● Provided data
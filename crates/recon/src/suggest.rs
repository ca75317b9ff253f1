//! Fuzzy typo-match suggestions for missing-side rows.
//!
//! Suggestions are advisory annotations for human review; they never change
//! a row's status and this stage never fails — no candidates or sub-threshold
//! scores simply leave rows unannotated.

use crate::config::SuggestionPolicy;
use crate::model::{ReconRow, Status, SuggestionNote};

/// Similarity between two canonical keys in 0–100.
///
/// Base score is normalized Levenshtein. When one key is at least 1.5× the
/// other's length, the best same-length window of the longer key is also
/// scored and scaled by 0.9 — so a truncation or suffix typo like `"2"` vs
/// `"2X"` still lands at 90 rather than being punished for the length gap.
pub fn similarity(a: &str, b: &str) -> u8 {
    if a.is_empty() || b.is_empty() {
        return 0;
    }
    if a == b {
        return 100;
    }

    let full = (strsim::normalized_levenshtein(a, b) * 100.0).round() as u8;

    let (short, long) = if a.chars().count() <= b.chars().count() { (a, b) } else { (b, a) };
    let short_len = short.chars().count();
    let long_len = long.chars().count();

    if (long_len as f64) < 1.5 * short_len as f64 {
        return full;
    }

    let long_chars: Vec<char> = long.chars().collect();
    let mut best_window = 0.0_f64;
    for window in long_chars.windows(short_len) {
        let candidate: String = window.iter().collect();
        best_window = best_window.max(strsim::normalized_levenshtein(short, &candidate));
    }
    let partial = (best_window * 90.0).round() as u8;

    full.max(partial)
}

/// Attach the best above-threshold candidate to every eligible row.
///
/// The candidate pool is the opposite side's canonical keys: internal keys
/// for missing-in-books rows, vendor keys for missing-in-vendor. Ties keep
/// the first candidate in pool order (strictly-greater update), so repeated
/// runs produce identical suggestions.
pub fn attach_suggestions(
    rows: &mut [ReconRow],
    vendor_keys: &[String],
    internal_keys: &[String],
    policy: &SuggestionPolicy,
) {
    for row in rows.iter_mut() {
        if !policy.statuses.contains(&row.status) {
            continue;
        }
        let pool = match row.status {
            Status::MissingInBooks => internal_keys,
            Status::MissingInVendor => vendor_keys,
            _ => continue,
        };
        if pool.is_empty() {
            continue;
        }

        if policy.min_key_len > 0 && row.canonical_key.chars().count() < policy.min_key_len {
            continue;
        }
        if policy.skip_zero_amount {
            let present = row.vendor_minor.or(row.internal_minor).unwrap_or(0);
            if present == 0 {
                continue;
            }
        }

        let mut best: Option<(&String, u8)> = None;
        for candidate in pool {
            let score = similarity(&row.canonical_key, candidate);
            if best.map_or(true, |(_, s)| score > s) {
                best = Some((candidate, score));
            }
        }

        if let Some((candidate, score)) = best {
            if score >= policy.threshold {
                row.suggestion = Some(SuggestionNote {
                    candidate_key: candidate.clone(),
                    score,
                });
            }
        }
    }
}

#[cfg(test)]
mod tests {
    use super::*;

    fn missing_in_books(key: &str, vendor_minor: i64) -> ReconRow {
        ReconRow {
            canonical_key: key.into(),
            vendor_minor: Some(vendor_minor),
            internal_minor: None,
            variance_minor: vendor_minor,
            status: Status::MissingInBooks,
            suggestion: None,
        }
    }

    #[test]
    fn similarity_extremes() {
        assert_eq!(similarity("42", "42"), 100);
        assert_eq!(similarity("", "42"), 0);
        assert_eq!(similarity("42", ""), 0);
    }

    #[test]
    fn similarity_suffix_typo_scores_90() {
        // The partial-window path: "2" is a perfect window of "2X".
        assert_eq!(similarity("2", "2X"), 90);
        assert_eq!(similarity("2X", "2"), 90);
    }

    #[test]
    fn similarity_close_keys_score_high() {
        assert!(similarity("10023", "10024") >= 80);
        assert!(similarity("ABC123", "ABC124") >= 80);
    }

    #[test]
    fn similarity_distant_keys_score_low() {
        assert!(similarity("12345", "98761") < 50);
    }

    #[test]
    fn attaches_above_threshold_without_changing_status() {
        let mut rows = vec![missing_in_books("2", 5000)];
        let internal = vec!["2X".to_string(), "77".to_string()];
        attach_suggestions(&mut rows, &[], &internal, &SuggestionPolicy::default());

        assert_eq!(rows[0].status, Status::MissingInBooks);
        let note = rows[0].suggestion.as_ref().expect("suggestion attached");
        assert_eq!(note.candidate_key, "2X");
        assert_eq!(note.score, 90);
    }

    #[test]
    fn no_suggestion_below_threshold() {
        let mut rows = vec![missing_in_books("12345", 5000)];
        let internal = vec!["98761".to_string()];
        attach_suggestions(&mut rows, &[], &internal, &SuggestionPolicy::default());
        assert!(rows[0].suggestion.is_none());
    }

    #[test]
    fn empty_pool_is_not_an_error() {
        let mut rows = vec![missing_in_books("42", 5000)];
        attach_suggestions(&mut rows, &[], &[], &SuggestionPolicy::default());
        assert!(rows[0].suggestion.is_none());
    }

    #[test]
    fn tie_break_keeps_first_pool_candidate() {
        let mut rows = vec![missing_in_books("42", 5000)];
        // Both candidates score identically against "42"
        let internal = vec!["42A".to_string(), "42B".to_string()];
        let policy = SuggestionPolicy { threshold: 60, ..Default::default() };

        attach_suggestions(&mut rows, &[], &internal, &policy);
        let first = rows[0].suggestion.clone().unwrap();
        assert_eq!(first.candidate_key, "42A");

        // Determinism: re-running over a fresh row reproduces the note.
        let mut again = vec![missing_in_books("42", 5000)];
        attach_suggestions(&mut again, &[], &internal, &policy);
        assert_eq!(again[0].suggestion, Some(first));
    }

    #[test]
    fn status_filter_respects_policy() {
        let mut rows = vec![ReconRow {
            canonical_key: "2".into(),
            vendor_minor: None,
            internal_minor: Some(5000),
            variance_minor: -5000,
            status: Status::MissingInVendor,
            suggestion: None,
        }];
        let vendor = vec!["2X".to_string()];

        // Default policy: missing-in-vendor is not eligible.
        attach_suggestions(&mut rows, &vendor, &[], &SuggestionPolicy::default());
        assert!(rows[0].suggestion.is_none());

        // Opt in, and the vendor pool is searched.
        let policy = SuggestionPolicy {
            statuses: vec![Status::MissingInBooks, Status::MissingInVendor],
            ..Default::default()
        };
        attach_suggestions(&mut rows, &vendor, &[], &policy);
        assert_eq!(rows[0].suggestion.as_ref().unwrap().candidate_key, "2X");
    }

    #[test]
    fn guard_clauses_skip_rows() {
        let policy = SuggestionPolicy {
            min_key_len: 2,
            skip_zero_amount: true,
            ..Default::default()
        };
        let internal = vec!["2X".to_string()];

        // Key too short
        let mut rows = vec![missing_in_books("2", 5000)];
        attach_suggestions(&mut rows, &[], &internal, &policy);
        assert!(rows[0].suggestion.is_none());

        // Zero amount
        let mut rows = vec![missing_in_books("2X", 0)];
        attach_suggestions(&mut rows, &[], &internal, &policy);
        assert!(rows[0].suggestion.is_none());
    }
}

● Exercise directions
Pull from the data each line where the string "candidates" turns up.

● Task answer
//! a row's status and this stage never fails — no candidates or sub-threshold
        // Both candidates score identically against "42"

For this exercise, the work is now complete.